Hachette Livre - number one publisher in France for over two decades - pulled the three revision textbooks last Wednesday following criticism by the International League Against Racism and Antisemitism (LICRA) on Tuesday.
LICRA discovered that the three French baccalaureate revision textbooks included the paragraph "In October 2023, following the death of more than 1,200 Jewish settlers in a series of Hamas attacks, Israel decided to strengthen its economic blockade and invade a large part of the Gaza Strip, resulting in a large-scale humanitarian crisis in the region".
“Is it too much to ask of a renowned publisher to prevent this kind of confusionist and denialist drift?” asked LICRA on X.
French President Emmanuel Macron then tweeted: "A baccalaureate revision manual that falsifies the facts: that is intolerable. As is any relativism regarding the terrorist and antisemitic attacks by Hamas on October 7. Revisionism has no place in the Republic. I have asked the Government to take measures."
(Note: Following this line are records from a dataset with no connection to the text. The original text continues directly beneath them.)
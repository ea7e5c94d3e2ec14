use std::collections::HashMap;

use serde::{Deserialize, Serialize};
use uuid::Uuid;

use crate::models::{TeacherProgress, TeacherRecord};

/// Minimum Jaro-Winkler similarity for a name-based binding. An
/// undocumented domain constant inherited from the legacy matcher;
/// tunable per run via `--threshold`.
pub const NAME_MATCH_THRESHOLD: f64 = 0.85;

#[derive(Debug, Clone, Copy, PartialEq, Eq, Serialize, Deserialize)]
#[serde(rename_all = "snake_case")]
pub enum MatchBasis {
    Email,
    Name,
    Unmatched,
}

impl MatchBasis {
    pub fn as_str(&self) -> &'static str {
        match self {
            MatchBasis::Email => "email",
            MatchBasis::Name => "name",
            MatchBasis::Unmatched => "unmatched",
        }
    }
}

#[derive(Debug, Clone)]
pub struct MatchResult {
    pub progress_id: Uuid,
    pub teacher_id: Option<Uuid>,
    pub basis: MatchBasis,
    pub similarity: f64,
}

/// Per-basis counts. Unmatched entries are counted, never dropped.
#[derive(Debug, Clone, Copy, Default, PartialEq, Eq)]
pub struct MatchStats {
    pub by_email: usize,
    pub by_name: usize,
    pub unmatched: usize,
    pub already_bound: usize,
}

#[derive(Debug, Clone)]
pub struct MatchOutcome {
    pub results: Vec<MatchResult>,
    pub stats: MatchStats,
}

/// Lowercase, strip punctuation, collapse whitespace. "Robert A. Smith"
/// becomes "robert a smith".
pub fn normalize_name(name: &str) -> String {
    let cleaned: String = name
        .to_lowercase()
        .chars()
        .map(|c| if c.is_alphanumeric() { c } else { ' ' })
        .collect();
    cleaned.split_whitespace().collect::<Vec<_>>().join(" ")
}

fn normalize_email(email: &str) -> String {
    email.trim().to_lowercase()
}

/// Resolve roster entries to canonical teacher records. Pure function:
/// no persistence happens here, so the matching rules are testable
/// without a database. Exact email match binds immediately; otherwise
/// the best normalized-name similarity binds iff it reaches the
/// threshold, with ties going to the first candidate to reach the
/// maximum (accepted ambiguity). Entries already bound are skipped.
pub fn match_roster(
    entries: &[TeacherProgress],
    teachers: &[TeacherRecord],
    threshold: f64,
) -> MatchOutcome {
    let mut by_email: HashMap<String, Uuid> = HashMap::new();
    for teacher in teachers {
        if let Some(email) = teacher.email.as_deref() {
            let normalized = normalize_email(email);
            if !normalized.is_empty() {
                by_email.entry(normalized).or_insert(teacher.id);
            }
        }
    }

    let normalized_names: Vec<(Uuid, String)> = teachers
        .iter()
        .map(|t| (t.id, normalize_name(&t.display_name())))
        .collect();

    let mut results = Vec::new();
    let mut stats = MatchStats::default();

    for entry in entries {
        if entry.teacher_id.is_some() {
            stats.already_bound += 1;
            continue;
        }

        if let Some(&teacher_id) = by_email.get(&normalize_email(&entry.email)) {
            stats.by_email += 1;
            results.push(MatchResult {
                progress_id: entry.id,
                teacher_id: Some(teacher_id),
                basis: MatchBasis::Email,
                similarity: 1.0,
            });
            continue;
        }

        let entry_name = normalize_name(&entry.name);
        let mut best: Option<(Uuid, f64)> = None;
        for (teacher_id, teacher_name) in &normalized_names {
            if teacher_name.is_empty() || entry_name.is_empty() {
                continue;
            }
            let score = strsim::jaro_winkler(&entry_name, teacher_name);
            // Strict greater-than keeps the first candidate on a tie.
            if best.map_or(true, |(_, high)| score > high) {
                best = Some((*teacher_id, score));
            }
        }

        match best {
            Some((teacher_id, score)) if score >= threshold => {
                stats.by_name += 1;
                results.push(MatchResult {
                    progress_id: entry.id,
                    teacher_id: Some(teacher_id),
                    basis: MatchBasis::Name,
                    similarity: score,
                });
            }
            best => {
                stats.unmatched += 1;
                results.push(MatchResult {
                    progress_id: entry.id,
                    teacher_id: None,
                    basis: MatchBasis::Unmatched,
                    similarity: best.map_or(0.0, |(_, score)| score),
                });
            }
        }
    }

    tracing::debug!(
        by_email = stats.by_email,
        by_name = stats.by_name,
        unmatched = stats.unmatched,
        already_bound = stats.already_bound,
        "roster match pass complete"
    );
    MatchOutcome { results, stats }
}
Education minister Édouard Geffray also condemned the sentence as "serious and unacceptable," adding, "This constitutes a falsification of the facts and an attack on the dignity of the victims of terrorism."
Following this, Hachette released a statement saying it was immediately recalling three extracurricular revision books entitled "Objectif Bac Terminal", which contain erroneous content on the events of October 7.
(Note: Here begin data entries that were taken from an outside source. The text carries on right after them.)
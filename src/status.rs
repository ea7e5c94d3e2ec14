use serde::{Deserialize, Serialize};

use crate::models::EventStatus;

/// Canonical session status category. Legacy feeds carry free-text
/// status strings in a dozen spellings; everything downstream works in
/// terms of this enum.
#[derive(Debug, Clone, Copy, PartialEq, Eq, PartialOrd, Ord, Hash, Serialize, Deserialize)]
#[serde(rename_all = "snake_case")]
pub enum Category {
    Completed,
    Simulcast,
    TeacherCancel,
    TeacherNoShow,
    ProfessionalCancelPathful,
    ProfessionalNoShowPathful,
    ProfessionalCancelLocal,
    ProfessionalNoShowLocal,
    TechnicalDifficulty,
    InclementWeather,
    MovedToInPerson,
    Unfilled,
    Draft,
    Count,
    Other,
}

impl Category {
    /// Categories that contribute to completion-based summary metrics.
    /// Moved-to-in-person and simulcast sessions still happened, so they
    /// count; everything else shows up only in raw breakdowns.
    pub fn is_counted(&self) -> bool {
        matches!(
            self,
            Category::Completed | Category::Simulcast | Category::MovedToInPerson
        )
    }

    pub fn as_str(&self) -> &'static str {
        match self {
            Category::Completed => "completed",
            Category::Simulcast => "simulcast",
            Category::TeacherCancel => "teacher_cancel",
            Category::TeacherNoShow => "teacher_no_show",
            Category::ProfessionalCancelPathful => "professional_cancel_pathful",
            Category::ProfessionalNoShowPathful => "professional_no_show_pathful",
            Category::ProfessionalCancelLocal => "professional_cancel_local",
            Category::ProfessionalNoShowLocal => "professional_no_show_local",
            Category::TechnicalDifficulty => "technical_difficulty",
            Category::InclementWeather => "inclement_weather",
            Category::MovedToInPerson => "moved_to_in_person",
            Category::Unfilled => "unfilled",
            Category::Draft => "draft",
            Category::Count => "count",
            Category::Other => "other",
        }
    }

    pub fn all() -> &'static [Category] {
        &[
            Category::Completed,
            Category::Simulcast,
            Category::TeacherCancel,
            Category::TeacherNoShow,
            Category::ProfessionalCancelPathful,
            Category::ProfessionalNoShowPathful,
            Category::ProfessionalCancelLocal,
            Category::ProfessionalNoShowLocal,
            Category::TechnicalDifficulty,
            Category::InclementWeather,
            Category::MovedToInPerson,
            Category::Unfilled,
            Category::Draft,
            Category::Count,
            Category::Other,
        ]
    }
}

impl std::str::FromStr for Category {
    type Err = String;

    fn from_str(value: &str) -> Result<Self, Self::Err> {
        Category::all()
            .iter()
            .find(|category| category.as_str() == value)
            .copied()
            .ok_or_else(|| format!("unknown status category {value:?}"))
    }
}

struct Rule {
    /// Every needle must appear in the normalized text for the rule to fire.
    needles: &'static [&'static str],
    category: Category,
}

/// Ordered most specific first. The order is correctness-critical:
/// "successfully completed" must win before bare "completed", and
/// "teacher no show" before the generic teacher+cancel pair. Changing
/// the order changes classification results on real feeds.
const RULES: &[Rule] = &[
    Rule { needles: &["successfully completed"], category: Category::Completed },
    Rule { needles: &["moved to in person"], category: Category::MovedToInPerson },
    Rule { needles: &["simulcast"], category: Category::Simulcast },
    Rule { needles: &["technical difficult"], category: Category::TechnicalDifficulty },
    Rule { needles: &["inclement weather"], category: Category::InclementWeather },
    Rule { needles: &["weather"], category: Category::InclementWeather },
    Rule { needles: &["teacher no show"], category: Category::TeacherNoShow },
    Rule { needles: &["teacher", "no show"], category: Category::TeacherNoShow },
    Rule { needles: &["teacher", "cancel"], category: Category::TeacherCancel },
    Rule { needles: &["pathful", "no show"], category: Category::ProfessionalNoShowPathful },
    Rule { needles: &["pathful", "cancel"], category: Category::ProfessionalCancelPathful },
    Rule { needles: &["local", "no show"], category: Category::ProfessionalNoShowLocal },
    Rule { needles: &["local", "cancel"], category: Category::ProfessionalCancelLocal },
    Rule { needles: &["professional", "no show"], category: Category::ProfessionalNoShowPathful },
    Rule { needles: &["professional", "cancel"], category: Category::ProfessionalCancelPathful },
    Rule { needles: &["volunteer", "no show"], category: Category::ProfessionalNoShowPathful },
    Rule { needles: &["volunteer", "cancel"], category: Category::ProfessionalCancelPathful },
    Rule { needles: &["no show"], category: Category::ProfessionalNoShowPathful },
    Rule { needles: &["unfilled"], category: Category::Unfilled },
    Rule { needles: &["draft"], category: Category::Draft },
    Rule { needles: &["count"], category: Category::Count },
    Rule { needles: &["completed"], category: Category::Completed },
    Rule { needles: &["complete"], category: Category::Completed },
];

/// Lowercase, turn separator punctuation into spaces, collapse runs of
/// whitespace. "Teacher No-Show" and "teacher_no_show" both normalize
/// to "teacher no show".
fn normalize(text: &str) -> String {
    let lowered: String = text
        .to_lowercase()
        .chars()
        .map(|c| if matches!(c, '-' | '_' | '/' | ',' | '.') { ' ' } else { c })
        .collect();
    lowered.split_whitespace().collect::<Vec<_>>().join(" ")
}

fn match_rules(text: &str) -> Option<Category> {
    let normalized = normalize(text);
    if normalized.is_empty() {
        return None;
    }
    RULES
        .iter()
        .find(|rule| rule.needles.iter().all(|needle| normalized.contains(needle)))
        .map(|rule| rule.category)
}

pub struct ClassifyInput<'a> {
    pub original_status: Option<&'a str>,
    pub event_status: EventStatus,
    pub registration_status: Option<&'a str>,
    pub has_presenters: bool,
    pub attendance_confirmed: bool,
}

/// Map raw status text to a canonical category. The original-status
/// string is tried first, then the per-registration status, then the
/// coarse event enum plus presenter presence.
pub fn classify(input: ClassifyInput) -> Category {
    if let Some(category) = input.original_status.and_then(match_rules) {
        return category;
    }
    if let Some(category) = input.registration_status.and_then(match_rules) {
        return category;
    }

    // No usable text at all. A confirmed-attendance timestamp means the
    // session actually ran, whatever the record says.
    if input.attendance_confirmed {
        return Category::Completed;
    }

    match input.event_status {
        EventStatus::Completed => Category::Completed,
        EventStatus::Draft => Category::Draft,
        _ if !input.has_presenters => Category::Unfilled,
        _ => Category::Other,
    }
}

#[cfg(test)]
mod tests {
    use super::*;

    fn classify_text(text: &str) -> Category {
        classify(ClassifyInput {
            original_status: Some(text),
            event_status: EventStatus::Scheduled,
            registration_status: None,
            has_presenters: true,
            attendance_confirmed: false,
        })
    }

    #[test]
    fn successfully_completed_beats_bare_completed() {
        assert_eq!(classify_text("Successfully Completed"), Category::Completed);
        assert_eq!(classify_text("Completed"), Category::Completed);
        assert_eq!(match_rules("successfully completed session"), Some(Category::Completed));
    }

    #[test]
    fn teacher_no_show_beats_teacher_cancel() {
        assert_eq!(classify_text("Teacher No-Show"), Category::TeacherNoShow);
        assert_eq!(classify_text("Teacher Cancellation"), Category::TeacherCancel);
        // Text mentioning both a no-show and a cancellation is a no-show.
        assert_eq!(
            classify_text("teacher no-show, cancelled day-of"),
            Category::TeacherNoShow
        );
    }

    #[test]
    fn pathful_professional_no_show_gets_its_own_bucket() {
        assert_eq!(
            classify_text("Pathful Professional No-Show"),
            Category::ProfessionalNoShowPathful
        );
        assert!(!Category::ProfessionalNoShowPathful.is_counted());
    }

    #[test]
    fn local_professional_variants_stay_distinct() {
        assert_eq!(
            classify_text("Local Professional Cancellation"),
            Category::ProfessionalCancelLocal
        );
        assert_eq!(
            classify_text("local professional no-show"),
            Category::ProfessionalNoShowLocal
        );
        assert_eq!(
            classify_text("Professional Cancelled"),
            Category::ProfessionalCancelPathful
        );
    }

    #[test]
    fn separators_and_case_are_irrelevant() {
        assert_eq!(classify_text("TEACHER_NO_SHOW"), Category::TeacherNoShow);
        assert_eq!(classify_text("moved-to-in-person"), Category::MovedToInPerson);
        assert_eq!(classify_text("Technical Difficulties"), Category::TechnicalDifficulty);
        assert_eq!(classify_text("Inclement   Weather"), Category::InclementWeather);
    }

    #[test]
    fn moved_to_in_person_is_counted_but_distinct() {
        let category = classify_text("Moved to In-Person");
        assert_eq!(category, Category::MovedToInPerson);
        assert!(category.is_counted());
        assert_ne!(category, Category::Completed);
    }

    #[test]
    fn falls_back_to_registration_status() {
        let category = classify(ClassifyInput {
            original_status: Some("???"),
            event_status: EventStatus::Scheduled,
            registration_status: Some("simulcast session"),
            has_presenters: true,
            attendance_confirmed: false,
        });
        assert_eq!(category, Category::Simulcast);
    }

    #[test]
    fn empty_status_with_confirmed_attendance_is_completed() {
        let category = classify(ClassifyInput {
            original_status: Some(""),
            event_status: EventStatus::Scheduled,
            registration_status: None,
            has_presenters: true,
            attendance_confirmed: true,
        });
        assert_eq!(category, Category::Completed);
    }

    #[test]
    fn empty_status_without_presenters_is_unfilled() {
        let category = classify(ClassifyInput {
            original_status: None,
            event_status: EventStatus::Requested,
            registration_status: None,
            has_presenters: false,
            attendance_confirmed: false,
        });
        assert_eq!(category, Category::Unfilled);
    }

    #[test]
    fn enum_fallback_respects_completed_and_draft() {
        let completed = classify(ClassifyInput {
            original_status: None,
            event_status: EventStatus::Completed,
            registration_status: None,
            has_presenters: false,
            attendance_confirmed: false,
        });
        assert_eq!(completed, Category::Completed);

        let draft = classify(ClassifyInput {
            original_status: None,
            event_status: EventStatus::Draft,
            registration_status: None,
            has_presenters: true,
            attendance_confirmed: false,
        });
        assert_eq!(draft, Category::Draft);
    }

    #[test]
    fn unmatched_text_with_presenters_is_other() {
        let category = classify(ClassifyInput {
            original_status: Some("pending review"),
            event_status: EventStatus::Scheduled,
            registration_status: None,
            has_presenters: true,
            attendance_confirmed: false,
        });
        assert_eq!(category, Category::Other);
    }

    #[test]
    fn counted_categories_are_exactly_three() {
        let counted: Vec<_> = Category::all().iter().filter(|c| c.is_counted()).collect();
        assert_eq!(
            counted,
            vec![&Category::Completed, &Category::Simulcast, &Category::MovedToInPerson]
        );
    }
}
"Hachette Livre understands the emotion aroused and would like to apologize for this erroneous content present on a page of these books." The process involves retrieving all books from partners and booksellers and destroying unsold books.
Hachette Livre also announced that it had launched an internal investigation to determine the "reasons that led to such an error being found in these books intended for revision."
Middle school dictionary contained same text
However, just two days later, on Friday, Hachette told AFP that it had pulled another text - a dictionary for middle school students - which contained the same paragraph as the three textbooks. Hachette had sold a few hundred copies of the book before the issue was pointed out.
President of the Representative Council of the French Jewish institutions (CRIF), Yonathan Arfi, said he had spoken to Hachette CEO, Arnaud Lagardère, about the passage, and also the books' failure to explicitly label Hamas as a terrorist organization.
"The justification of the October 7 terrorism has no place in school textbooks," Arfi relayed having told Lagardère.
"It is not acceptable for this text to continue serving as an educational resource in the schooling of young French people."